Et l’imbécile s’en va. Pourtant je lui ai bien montré à quel point j’étais malheureuse. Je l’ai regardé avec mes grands yeux noirs, implorant de l’aide. J’ai même poussé des petits gémissements déchirants pour attirer son attention. Cet homme est sans cœur !

 

Le lendemain, je ne veux toujours rien manger. Cette fois-ci j’ai vraiment perdu l’appétit. Quand Paulette s’approche de moi avec sa seringue, je lui montre les dents. Quand elle insiste vers midi, je grogne. Et quand elle essaie de m’attraper vers 19 heures, je deviens féroce.

-       Mais ma bibiche, c’est moi, ta petite maman, viens ma chérie.

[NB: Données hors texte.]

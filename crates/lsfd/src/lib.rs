//! lsfd: the lsf daemon.
//!
//! Assembles the planner, composer and latency controller around the
//! collaborators that ship with the daemon:
//! - [`backend::LocalBackend`] records image tags and logs deployments
//! - [`telemetry::FileTelemetry`] reads app runtimes from a JSON file
//! - `lsf_layout::ProcessSolver` runs the configured solver script

pub mod backend;
pub mod daemon;
pub mod telemetry;

pub use backend::LocalBackend;
pub use daemon::{
    DaemonOptions, build_planner, load_app_specs, plan_app, planner_with_solver, run_daemon,
};
pub use telemetry::FileTelemetry;
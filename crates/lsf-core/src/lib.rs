pub mod config;
pub mod types;

pub use config::{
    ConfigError, ControllerConfig, DeployConfig, LayoutConfig, LsfConfig, MetricKind,
    PlatformConfig, SchedulerConfig, SolverConfig,
};
pub use types::*;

Elle se penche vers moi, et j’ai envie de lui sauter à la gorge. Je n’ai pas le temps de le faire. Paulette s’étale de tout son long sur le sol mouillé de la cuisine. Je ne vous ai pas dit, mais pour l’embêter encore plus, je me suis mise à faire pipi partout. La seringue s’est enfoncée dans son cou grassouillet, et elle agonise en me regardant. Sa bouche s’ouvre et se referme comme si elle était un gros poisson. Après quelques minutes, elle meurt.

 

Je suis restée trois semaines avec Paulette morte, affalée sur le carrelage de la cuisine. Au bout de vingt-quatre heures, il a bien fallu que je me nourrisse. Je suis trop petite pour monter sur les meubles. Je n’ai pas assez de force, pour ouvrir les placards. Paulette avait la jupe retroussée sur ses gros jambonneaux, ils étaient bien appétissants ma foi ! J’en ai mangé un la première semaine, un deuxième la suivante, puis j’ai attaqué les mollets.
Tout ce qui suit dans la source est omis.